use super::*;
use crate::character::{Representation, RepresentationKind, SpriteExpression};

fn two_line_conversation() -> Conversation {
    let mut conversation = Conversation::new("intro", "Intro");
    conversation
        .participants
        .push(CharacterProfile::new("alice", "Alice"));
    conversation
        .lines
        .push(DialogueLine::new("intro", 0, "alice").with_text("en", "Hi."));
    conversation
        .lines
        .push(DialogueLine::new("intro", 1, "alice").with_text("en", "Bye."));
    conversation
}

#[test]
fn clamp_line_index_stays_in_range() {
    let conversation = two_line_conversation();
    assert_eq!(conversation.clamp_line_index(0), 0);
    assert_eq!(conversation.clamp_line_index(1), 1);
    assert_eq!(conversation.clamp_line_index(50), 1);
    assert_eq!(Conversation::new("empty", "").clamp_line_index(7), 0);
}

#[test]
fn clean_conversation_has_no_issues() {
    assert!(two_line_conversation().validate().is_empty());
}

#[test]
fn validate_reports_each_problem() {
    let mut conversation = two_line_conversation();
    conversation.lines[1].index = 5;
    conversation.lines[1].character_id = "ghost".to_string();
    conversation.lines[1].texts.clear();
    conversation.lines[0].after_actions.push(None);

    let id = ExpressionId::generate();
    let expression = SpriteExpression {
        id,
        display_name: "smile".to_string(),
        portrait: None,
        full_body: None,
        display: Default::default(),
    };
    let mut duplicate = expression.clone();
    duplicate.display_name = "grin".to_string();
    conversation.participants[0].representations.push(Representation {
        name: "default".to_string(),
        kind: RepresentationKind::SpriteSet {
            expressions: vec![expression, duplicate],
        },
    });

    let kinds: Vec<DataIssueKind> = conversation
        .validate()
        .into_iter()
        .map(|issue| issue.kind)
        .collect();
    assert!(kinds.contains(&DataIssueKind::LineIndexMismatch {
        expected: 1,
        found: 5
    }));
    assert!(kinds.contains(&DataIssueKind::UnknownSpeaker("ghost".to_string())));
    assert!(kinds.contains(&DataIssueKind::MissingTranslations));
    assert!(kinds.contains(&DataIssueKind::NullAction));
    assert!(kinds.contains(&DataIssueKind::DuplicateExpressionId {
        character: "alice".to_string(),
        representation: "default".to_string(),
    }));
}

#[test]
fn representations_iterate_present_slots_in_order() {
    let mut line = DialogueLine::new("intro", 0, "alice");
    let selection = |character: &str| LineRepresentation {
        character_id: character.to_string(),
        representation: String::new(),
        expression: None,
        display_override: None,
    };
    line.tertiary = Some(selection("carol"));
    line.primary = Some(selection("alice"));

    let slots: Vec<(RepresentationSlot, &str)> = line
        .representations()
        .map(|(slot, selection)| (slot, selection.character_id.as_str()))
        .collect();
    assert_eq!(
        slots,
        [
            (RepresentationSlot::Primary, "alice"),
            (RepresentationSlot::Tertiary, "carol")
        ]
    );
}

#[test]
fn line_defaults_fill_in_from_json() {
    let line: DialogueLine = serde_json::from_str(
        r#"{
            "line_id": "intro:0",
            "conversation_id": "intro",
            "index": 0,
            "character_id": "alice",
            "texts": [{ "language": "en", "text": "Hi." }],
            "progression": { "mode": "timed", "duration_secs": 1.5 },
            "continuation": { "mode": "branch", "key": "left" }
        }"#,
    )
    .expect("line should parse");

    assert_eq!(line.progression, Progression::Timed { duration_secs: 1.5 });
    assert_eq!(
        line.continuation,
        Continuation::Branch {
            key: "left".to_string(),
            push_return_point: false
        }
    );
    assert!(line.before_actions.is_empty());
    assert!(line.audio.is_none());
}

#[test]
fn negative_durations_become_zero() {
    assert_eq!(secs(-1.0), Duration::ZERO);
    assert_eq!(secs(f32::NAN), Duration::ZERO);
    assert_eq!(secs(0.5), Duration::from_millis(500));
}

==

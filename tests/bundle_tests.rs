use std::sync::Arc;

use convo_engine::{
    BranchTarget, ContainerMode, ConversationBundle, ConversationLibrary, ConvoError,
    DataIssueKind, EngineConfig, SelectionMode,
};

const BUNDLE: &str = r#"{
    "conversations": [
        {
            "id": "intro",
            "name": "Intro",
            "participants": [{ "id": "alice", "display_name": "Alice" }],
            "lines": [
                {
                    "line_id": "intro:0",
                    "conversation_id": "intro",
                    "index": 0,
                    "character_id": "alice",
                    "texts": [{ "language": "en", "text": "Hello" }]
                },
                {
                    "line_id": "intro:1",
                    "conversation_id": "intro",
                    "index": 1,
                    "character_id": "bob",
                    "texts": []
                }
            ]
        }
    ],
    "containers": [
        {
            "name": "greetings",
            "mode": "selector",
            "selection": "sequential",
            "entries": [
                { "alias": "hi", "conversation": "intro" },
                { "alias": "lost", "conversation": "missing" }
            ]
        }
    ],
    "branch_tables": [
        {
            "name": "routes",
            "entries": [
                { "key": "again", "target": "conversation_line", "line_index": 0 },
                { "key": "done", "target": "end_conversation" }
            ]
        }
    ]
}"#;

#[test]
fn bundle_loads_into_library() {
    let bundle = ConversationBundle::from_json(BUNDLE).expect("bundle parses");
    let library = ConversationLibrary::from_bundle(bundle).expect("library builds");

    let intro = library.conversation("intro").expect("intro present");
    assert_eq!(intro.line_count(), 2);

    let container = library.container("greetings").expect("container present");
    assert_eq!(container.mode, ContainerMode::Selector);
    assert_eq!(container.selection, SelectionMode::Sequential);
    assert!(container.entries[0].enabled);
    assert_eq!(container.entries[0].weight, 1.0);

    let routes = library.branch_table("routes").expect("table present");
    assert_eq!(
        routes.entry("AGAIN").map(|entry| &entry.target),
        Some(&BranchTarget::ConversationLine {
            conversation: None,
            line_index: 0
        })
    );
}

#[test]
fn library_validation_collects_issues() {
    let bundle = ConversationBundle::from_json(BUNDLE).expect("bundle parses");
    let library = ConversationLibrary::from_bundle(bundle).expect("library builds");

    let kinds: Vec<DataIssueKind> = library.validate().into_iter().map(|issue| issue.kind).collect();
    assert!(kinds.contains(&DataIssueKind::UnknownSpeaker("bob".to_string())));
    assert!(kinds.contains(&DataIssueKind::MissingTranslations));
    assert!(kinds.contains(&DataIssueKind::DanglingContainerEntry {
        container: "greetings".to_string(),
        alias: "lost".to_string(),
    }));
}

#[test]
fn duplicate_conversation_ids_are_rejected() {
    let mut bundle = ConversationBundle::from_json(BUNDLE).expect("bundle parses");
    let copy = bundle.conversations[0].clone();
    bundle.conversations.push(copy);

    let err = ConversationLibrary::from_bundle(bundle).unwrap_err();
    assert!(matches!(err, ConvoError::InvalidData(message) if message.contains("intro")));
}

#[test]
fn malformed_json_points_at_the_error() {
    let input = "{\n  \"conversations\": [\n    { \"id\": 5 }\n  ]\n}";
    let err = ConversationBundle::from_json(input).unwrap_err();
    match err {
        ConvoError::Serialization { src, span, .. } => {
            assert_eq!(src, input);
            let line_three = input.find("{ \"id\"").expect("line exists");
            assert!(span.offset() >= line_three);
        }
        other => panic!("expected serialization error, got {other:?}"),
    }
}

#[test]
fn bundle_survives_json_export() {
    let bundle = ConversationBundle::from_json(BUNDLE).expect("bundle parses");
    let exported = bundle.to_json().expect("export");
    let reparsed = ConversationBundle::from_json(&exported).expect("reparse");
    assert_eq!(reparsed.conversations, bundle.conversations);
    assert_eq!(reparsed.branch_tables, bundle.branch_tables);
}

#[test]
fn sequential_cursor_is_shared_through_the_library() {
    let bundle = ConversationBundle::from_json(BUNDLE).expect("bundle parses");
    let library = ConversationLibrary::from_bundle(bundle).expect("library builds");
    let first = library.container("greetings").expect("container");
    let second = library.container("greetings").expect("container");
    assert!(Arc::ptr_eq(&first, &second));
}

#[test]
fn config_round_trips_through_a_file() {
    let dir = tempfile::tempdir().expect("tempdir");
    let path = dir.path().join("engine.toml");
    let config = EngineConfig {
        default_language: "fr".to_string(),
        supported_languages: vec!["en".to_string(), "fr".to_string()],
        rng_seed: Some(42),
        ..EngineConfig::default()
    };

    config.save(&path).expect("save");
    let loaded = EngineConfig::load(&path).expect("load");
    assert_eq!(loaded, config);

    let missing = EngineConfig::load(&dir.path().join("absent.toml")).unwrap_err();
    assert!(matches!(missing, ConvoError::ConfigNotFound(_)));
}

__PROBLEM DETAILS__:
Every line of the listing that includes the word "path" must be copied.

__SOLUTION TO THIS TASK__:
    let path = dir.path().join("engine.toml");
    config.save(&path).expect("save");
    let loaded = EngineConfig::load(&path).expect("load");
    let missing = EngineConfig::load(&dir.path().join("absent.toml")).unwrap_err();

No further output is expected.